COLD/FLU MEDICINES: COMPONENTS AND CAUTIONS

Posted: under Anti-Infectives.

As if consumers weren’t already confused enough by the hundreds of cold/flu remedies, every year several dozen new products are introduced in hopes that they will capture a significant portion of the more than $1.4 billion over-the-counter market. Most are slightly altered versions of already existing products. Many contain a mix of ingredients, only some of which may be useful while others may be counterproductive.
If any medications are taken at all, experts advise that single-ingredient products be used, chosen to counter the most bothersome of your symptoms. When treating a cold, less is best. The more ingredients you take, the more likely you will experience adverse side effects that may actually make you feel worse. Keep in mind, too, that as a cold progresses, the symptoms change, and so should the treatment.
Pregnant women should not take any medication without checking first with their physicians. The elderly, too, should exercise caution, since they are more likely to experience toxic side effects from both over-the-counter and prescribed drugs. Also, anyone with a chronic health problem, from heart disease to glaucoma, and anyone taking prescribed medication, including psychotherapeutic drugs, should check with a physician before taking any over-the-counter cold/flu product.
Whatever drug you choose, there is no inherent advantage in paying more for heavily advertised “name” brands; generic or storebrand versions will work just as well (or as poorly). Here is what you might find in a cold/flu medicine.
Active ingredients: These are the substances that are supposed to have a direct effect on symptoms. They include analgesics (painkillers) and antipyretics (fever reducers), decongestants, cough suppressants, expectorants, and antihistamines.
Inactive ingredients: These include substances like alcohol that give the medicine form and texture, flavoring and coloring agents, stabilizers, sugar, and caffeine (often added to counter the drowsiness induced by antihistamines, but not too helpful if what you need most is sleep).
Analgesics and antipyretics: The common painkillers—aspirin, acetaminophen, and ibuprofen—play two roles.
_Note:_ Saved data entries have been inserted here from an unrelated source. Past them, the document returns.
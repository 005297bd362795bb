use actix_web::error::JsonPayloadError;
use actix_web::http::header;
use actix_web::{web, HttpRequest, HttpResponse, Responder};
use log::warn;

use crate::contact_service::ContactService;
use crate::data_structs::requests::contact_submission::ContactSubmission;
use crate::data_structs::responses::status_response::StatusResponse;
use crate::errors::ContactError;

pub async fn debug_ping() -> impl Responder {
    // just to test that the server is running
    "Pong!"
}

pub async fn contact(service: web::Data<ContactService>, payload: web::Json<ContactSubmission>) -> Result<HttpResponse, ContactError> {
    service.submit(&payload).await?;
    Ok(HttpResponse::Ok().json(StatusResponse::email_sent()))
}

pub async fn method_not_allowed(req: HttpRequest) -> HttpResponse {
    warn!("Rejected {} {}", req.method(), req.path());
    let error = ContactError::MethodNotAllowed;
    HttpResponse::MethodNotAllowed()
        .insert_header((header::ALLOW, "POST"))
        .json(StatusResponse::new(error.public_message()))
}

// a body we can't read as json has, as far as we're concerned, no fields at all
pub fn json_error_handler(err: JsonPayloadError, req: &HttpRequest) -> actix_web::Error {
    warn!("Unreadable contact payload on {}: {}", req.path(), err);
    ContactError::MissingFields.into()
}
They relieve headaches and muscle aches and they reduce fever. If a product containing any of these is used, additional pain or fever medication should not be taken. Of the three, acetaminophen is least likely to cause stomach upset. Before taking aspirin or ibuprofen, it is wise to eat something. Aspirin has been shown to increase viral shedding (and thus may help to spread the cold to others) and it may also prolong the infection. Remember, too, that fever is one of the body’s main weapons against infectious organisms, so unless it is very high (say, above 102°F in an adult), you may want to let it run its course.
Decongestants: These help to relieve upper respiratory congestion (stuffy nose and sinuses) by shrinking blood vessels and reducing swelling in the nasal passages. But relief comes at a price. Oral decongestants can cause dry mouth, agitation, insomnia, increased heart rate, and raised blood pressure. Pseudoephedrine is the most popular decongestant used in oral medications. Phenylpropanolamine (PPA), the most common ingredient in diet drugs, is also often used as an oral decongestant, but it is more likely than pseudoephedrine to cause a steep rise in blood pressure. Oral decongestants may interfere with restful sleep and result in daytime fatigue. Limit their use to one week to avoid a rebound reaction— an increase in congestion and dependency on the product. Fewer side effects are associated with topical decongestants in nose drops and nasal sprays. Effective ingredients include xylometazoline, oxymetazoline, ephredrine, and phenylephrine. However, nose drops and sprays should not be used longer than three days; longer use can cause a rebound reaction.
Cough suppressants: These products, also known as antitussives, are used to suppress an irritative, dry cough. Experts recommend that they be reserved for coughs that disrupt sleep. Lingering coughs that interfere with a person’s waking life are best treated with home remedies like ample fluids, cough drops, and lozenges. The most popular cough-suppressant product is dextromethorphan. Others deemed effective are chlophendianol and codeine (a prescription drug that is sleep-inducing and can be habit-forming).
Expectorants: When a cough is “productive”—sputum-producing—it is consider a “good” cough that is cleansing the breathing tubes of excess mucus and potentially infectious microorganisms. The goal is not to suppress such a cough but rather to liquefy and loosen the phlegm so that it is more easily coughed up. This is the role of expectorants. Expectorants may also help to loosen up a “tight-chested” nonproductive cough that results from an accumulation of secretions so thick they cannot be coughed up. The only expectorant approved as safe and effective for over-the-counter use is guaifenesin. Though it may seem counterproductive to take a product that contains both an expectorant and a cough suppressant, the combination may be helpful when taken before bedtime if a productive cough frequently interrupts sleep.

Antihistamines: These products are designed to counter the symptoms of allergies by blocking the effects of histamine. Histamines play almost no role in colds and flu, but antihistamines have a potent drying effect, which has prompted their widespread use in products designed to stop the runny nose that is the hallmark of the early stages of a cold. However, this is one ingredient experts say should be avoided by cold and flu sufferers because it can thicken secretions in the chest and sinuses, making them harder to expel and setting the stage for a secondary infection. The antihistamines approved for over-the-counter use also cause drowsiness, adding to the fatigue induced by a cold and making driving or operating machinery very hazardous. Other side effects may include blurred vision, dry mouth, constipation, and urine retention. The most commonly used antihistamines in over-the-counter products are chlorpheniramine, triprolidine, brompheniramine, and doxylamine.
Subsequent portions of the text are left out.